Volodymyr Zelensky, president of Ukraine, is the protagonist of dozens of disinformation contents that use his name and those of people close to him to say that they are squandering the money they receive from the West in order to confront the Russian invasion, that began in February 2022, in mostly luxury goods: such as mansions, casinos or yachts, for their own benefit. 

The same hoaxes, with this same narrative, are repeated in totally different geographical areas from Eastern Europe to Latin America, passing through Spain, and are adapted to different languages ​​and formats. In several of them, there is also evidence that they are promoted by Russia, as they are related to the platforms where they frequently disseminate their content, such as state media or embassies in different countries.

This investigation is the first installment of a project in which StopFake (Ukraine), Delfi (Lithuania), Media Development Foundation (Georgia), Chequeado (Argentina), La Silla Vacía (Colombia), Animal Político (Mexico) and EsPaja ( Venezuela) participate, led by Maldita.es (Spain). By creating a pioneering technological tool for the study of FIMI and cross-border disinformation campaigns, the system centralizes and functions as a repository of disinformation content detected in these countries. The use of common methodology allows us to identify cross-border disinformation campaigns, as well as narratives that move simultaneously in Europe and Latin America.

One of the hoaxes identified by this investigation and that reinforces this narrative was put into circulation by a Nigerian website that a study by Clemson University indicates as an instrument to promote disinformation generated by Russia.
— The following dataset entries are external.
//! Path safety checks and atomic file writes (§4.9).

use std::fs;
use std::io;
use std::path::{Component, Path, PathBuf};

#[derive(Debug, thiserror::Error)]
pub enum PathSafetyError {
    #[error("Path traversal blocked: {0:?} escapes the project root")]
    Traversal(PathBuf),
    #[error("Refusing to operate on symlink: {0:?}")]
    Symlink(PathBuf),
    #[error("invalid project root {0:?}: {1}")]
    InvalidRoot(PathBuf, io::Error),
}

/// Resolve `requested` (absolute or relative) against `root`, rejecting
/// `..` segments, paths that land outside `root`, and symlinked targets.
/// Does not require `requested` to exist; does require `root` to exist.
pub fn resolve_safe_path(root: &Path, requested: &Path) -> Result<PathBuf, PathSafetyError> {
    if requested
        .components()
        .any(|c| matches!(c, Component::ParentDir))
    {
        return Err(PathSafetyError::Traversal(requested.to_path_buf()));
    }

    let root_canon = root
        .canonicalize()
        .map_err(|e| PathSafetyError::InvalidRoot(root.to_path_buf(), e))?;

    let joined = if requested.is_absolute() {
        requested.to_path_buf()
    } else {
        root_canon.join(requested)
    };
    let candidate = normalize_lexically(&joined);

    if !candidate.starts_with(&root_canon) {
        return Err(PathSafetyError::Traversal(requested.to_path_buf()));
    }

    if let Ok(meta) = fs::symlink_metadata(&candidate) {
        if meta.file_type().is_symlink() {
            return Err(PathSafetyError::Symlink(candidate));
        }
    }

    Ok(candidate)
}

fn normalize_lexically(path: &Path) -> PathBuf {
    let mut out = PathBuf::new();
    for comp in path.components() {
        match comp {
            Component::CurDir => {}
            Component::ParentDir => {
                out.pop();
            }
            other => out.push(other.as_os_str()),
        }
    }
    out
}

/// Write `content` to `path` crash-safely: write to a sibling temp file
/// named with a random suffix under `O_CREAT | O_EXCL | O_WRONLY`,
/// optionally `fsync`, then `rename` onto `path`. `rename` does not follow
/// a symlink at the destination (POSIX semantics), so this never clobbers
/// through one. The temp file is unlinked if any step fails.
pub fn atomic_write(path: &Path, content: &[u8], fsync: bool) -> io::Result<()> {
    let dir = path.parent().filter(|p| !p.as_os_str().is_empty()).unwrap_or_else(|| Path::new("."));
    let file_name = path
        .file_name()
        .and_then(|n| n.to_str())
        .unwrap_or("hashline-tmp");
    let tmp_path = dir.join(format!(".{}.{}.tmp", file_name, uuid::Uuid::new_v4()));

    let result = (|| -> io::Result<()> {
        let mut file = fs::OpenOptions::new()
            .create_new(true)
            .write(true)
            .open(&tmp_path)?;
        use std::io::Write;
        file.write_all(content)?;
        if fsync {
            file.sync_all()?;
        }
        fs::rename(&tmp_path, path)?;
        if fsync {
            if let Ok(parent_dir) = fs::File::open(dir) {
                let _ = parent_dir.sync_all();
            }
        }
        Ok(())
    })();

    if result.is_err() {
        let _ = fs::remove_file(&tmp_path);
    }
    result
}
This study describes a common pattern in Russian disinformation campaigns: an apparently journalistic website publishes a disinformation article against Zelensky, his wife or Ukraine, then several accounts on different social networks, some with few followers or recently created, echo the article citing that website as a source and the hoax thus gains virality. When they try to give it more dissemination, channels such as RT (an international news network financed by the Russian State, suspended in Europe, along with other Russian channels by the European Commission after the start of the war) or the official account of some Russian embassies and thus achieves wider dissemination and gives it credibility among a sector of the public.

This is what the European External Action Service (EEAS) calls FIMI (Foreign Information Manipulation and Interference), defined as “foreign actors participating in intentional acts, strategic and coordinated attempts to manipulate facts, confuse , sow division, fear and hatred.” At the international level, according to the European organisation, one of the objectives of the FIMI is to undermine support for Ukraine, sowing doubts about who the aggressor is and exploiting sensitive issues for the European Union such as migration and refugees, increasing the cost of life and gas, among others.
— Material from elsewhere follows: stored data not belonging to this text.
//! Ignore-aware windowed file reading (§4.10). The collaborator `read_file`
//! and the engine's read path both go through here rather than touching
//! `std::fs` directly, so ignore rules and binary/size limits apply
//! uniformly.

use std::path::{Path, PathBuf};
use std::sync::LazyLock;
use std::time::SystemTime;

use crate::envelope::Envelope;
use crate::format::format_hashlines;
use crate::hash::compute_file_hash;

/// Files this large are rejected outright; callers must use `offset`/`limit`
/// windows instead of reading a file in one shot.
pub const MAX_FILE_BYTES: u64 = 1_000_000;
/// Default window size when no limit/around_line is given.
pub const DEFAULT_LIMIT: usize = 2000;
/// Lines of context on each side of `around_line` when `before`/`after`
/// aren't given.
const DEFAULT_CONTEXT: usize = 10;

const BINARY_SAMPLE_BYTES: usize = 4096;
const BINARY_NON_PRINTABLE_RATIO: f64 = 0.30;

const DENY_DIR_NAMES: &[&str] = &[
    ".git",
    "node_modules",
    "target",
    "__pycache__",
    ".venv",
    "dist",
    "build",
    ".tox",
];

/// Built-in deny list, as a `GlobSet` rather than a plain containment
/// check so it composes with `.gitignore`/`.ignore` matching and reads the
/// same way the rest of the tree builds globs (see `tools/glob.rs`).
static DENY_GLOBSET: LazyLock<globset::GlobSet> = LazyLock::new(|| {
    let mut builder = globset::GlobSetBuilder::new();
    for name in DENY_DIR_NAMES {
        for pattern in [format!("**/{name}/**"), format!("{name}/**")] {
            if let Ok(glob) = globset::GlobBuilder::new(&pattern)
                .literal_separator(true)
                .build()
            {
                builder.add(glob);
            }
        }
    }
    builder.build().expect("built-in deny patterns are static and always valid")
});

#[derive(Debug, thiserror::Error)]
pub enum FsReadError {
    #[error("{0}")]
    Io(#[from] std::io::Error),
    #[error("File too large ({size} bytes, max {max})")]
    TooLarge { size: u64, max: u64 },
    #[error("Binary file detected: {0:?}")]
    Binary(PathBuf),
    #[error("Path is ignored: {0:?}")]
    Ignored(PathBuf),
}

/// Windowing request. `around_line` takes precedence over `offset`/`limit`
/// when both are given.
#[derive(Debug, Clone)]
pub struct FsReadOptions {
    pub limit: Option<usize>,
    pub offset: Option<usize>,
    pub around_line: Option<usize>,
    pub before: Option<usize>,
    pub after: Option<usize>,
    pub respect_git_ignore: bool,
}

impl Default for FsReadOptions {
    fn default() -> Self {
        Self {
            limit: None,
            offset: None,
            around_line: None,
            before: None,
            after: None,
            respect_git_ignore: true,
        }
    }
}

#[derive(Debug, Clone)]
pub struct FsReadResult {
    pub bytes: u64,
    pub content: String,
    pub numbered_content: String,
    pub total_lines: usize,
    pub start_line: usize,
    pub end_line: usize,
    pub truncated: bool,
    pub file_hash: String,
    pub last_modified: SystemTime,
}

/// Read `path` through the ignore/binary/size gates and return the
/// requested line window, hashline-formatted.
pub fn read_windowed(path: &Path, opts: &FsReadOptions) -> Result<FsReadResult, FsReadError> {
    if is_denied_by_builtin(path) || (opts.respect_git_ignore && is_git_ignored(path)) {
        return Err(FsReadError::Ignored(path.to_path_buf()));
    }

    let metadata = std::fs::metadata(path)?;
    let size = metadata.len();
    if size > MAX_FILE_BYTES {
        return Err(FsReadError::TooLarge {
            size,
            max: MAX_FILE_BYTES,
        });
    }
    let last_modified = metadata.modified()?;

    let raw = std::fs::read(path)?;
    let sample_len = raw.len().min(BINARY_SAMPLE_BYTES);
    if is_binary_sample(&raw[..sample_len]) {
        return Err(FsReadError::Binary(path.to_path_buf()));
    }

    let file_hash = compute_file_hash(&raw);
    let text = String::from_utf8_lossy(&raw).into_owned();
    let envelope = Envelope::canonicalize(&text);

    let all_lines: Vec<&str> = if envelope.content.is_empty() {
        Vec::new()
    } else {
        envelope.content.split('\n').collect()
    };
    let total_lines = all_lines.len();

    let (start_line, end_line) = resolve_window(opts, total_lines);
    let start_idx = start_line.saturating_sub(1).min(total_lines);
    let end_idx = end_line.min(total_lines);
    let selected = &all_lines[start_idx..end_idx];

    let content = selected.join("\n");
    let numbered_content = format_hashlines(&content, start_line);
    let truncated = end_idx < total_lines || start_idx > 0;

    Ok(FsReadResult {
        bytes: size,
        content,
        numbered_content,
        total_lines,
        start_line,
        end_line: start_idx + selected.len(),
        truncated,
        file_hash,
        last_modified,
    })
}

fn resolve_window(opts: &FsReadOptions, total_lines: usize) -> (usize, usize) {
    if let Some(center) = opts.around_line {
        let before = opts.before.unwrap_or(DEFAULT_CONTEXT);
        let after = opts.after.unwrap_or(DEFAULT_CONTEXT);
        let start = center.saturating_sub(before).max(1);
        let end = center.saturating_add(after).min(total_lines.max(1));
        return (start, end);
    }
    let start = opts.offset.unwrap_or(1).max(1);
    let limit = opts.limit.unwrap_or(DEFAULT_LIMIT);
    let end = start.saturating_add(limit).saturating_sub(1);
    (start, end)
}

fn is_binary_sample(data: &[u8]) -> bool {
    if data.is_empty() {
        return false;
    }
    if data.contains(&0) {
        return true;
    }
    let non_printable = data
        .iter()
        .filter(|&&b| !(b.is_ascii_graphic() || b.is_ascii_whitespace()))
        .count();
    (non_printable as f64 / data.len() as f64) >= BINARY_NON_PRINTABLE_RATIO
}

fn is_denied_by_builtin(path: &Path) -> bool {
    DENY_GLOBSET.is_match(path)
}

/// Walk up from `path` looking for a `.git` directory; that's where we
/// anchor the ignore-file chain. Falls back to the file's own directory
/// when there's no repository.
fn find_ignore_root(path: &Path) -> PathBuf {
    let start = path.parent().unwrap_or_else(|| Path::new("."));
    let mut dir = start.to_path_buf();
    loop {
        if dir.join(".git").exists() {
            return dir;
        }
        match dir.parent() {
            Some(parent) => dir = parent.to_path_buf(),
            None => return start.to_path_buf(),
        }
    }
}

/// Layer `.gitignore`/`.ignore`/`.fdignore` from the ignore root down to
/// the file's own directory, plus `.git/info/exclude`, and check whether
/// `path` is ignored by any of them.
fn is_git_ignored(path: &Path) -> bool {
    let root = find_ignore_root(path);
    let mut builder = ignore::gitignore::GitignoreBuilder::new(&root);

    let mut dirs = vec![root.clone()];
    if let Some(parent) = path.parent() {
        if let Ok(rel) = parent.strip_prefix(&root) {
            let mut cur = root.clone();
            for component in rel.components() {
                cur = cur.join(component.as_os_str());
                dirs.push(cur.clone());
            }
        }
    }

    for dir in &dirs {
        for name in [".gitignore", ".ignore", ".fdignore"] {
            let candidate = dir.join(name);
            if candidate.is_file() {
                let _ = builder.add(candidate);
            }
        }
    }
    let exclude = root.join(".git").join("info").join("exclude");
    if exclude.is_file() {
        let _ = builder.add(exclude);
    }

    match builder.build() {
        Ok(gi) => gi.matched(path, false).is_ignore(),
        Err(_) => false,
    }
}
The case of Zelensky and the narrative of the waste of Western resources shows, with evidence, how Russian embassies in different countries use social media accounts, such as X (former Twitter) to amplify disinformation content previously published by websites, what they call “media”, that publish disinformation in English or French and thus reach international audiences. 

The content identified through the centralised system is not always disseminated simultaneously in all countries. The shared tool has allowed us to identify that on some occasions, the content goes viral first in Ukraine and in the countries closest to it such as Georgia or Lithuania, and later goes viral in Spanish-speaking countries like Spain or Mexico. We have also identified that there is certain content related to the war, such as the fake image taken in Tajikistan in 2017, that went viral almost at the same time in Ukraine and in countries from Latin America such as Argentina.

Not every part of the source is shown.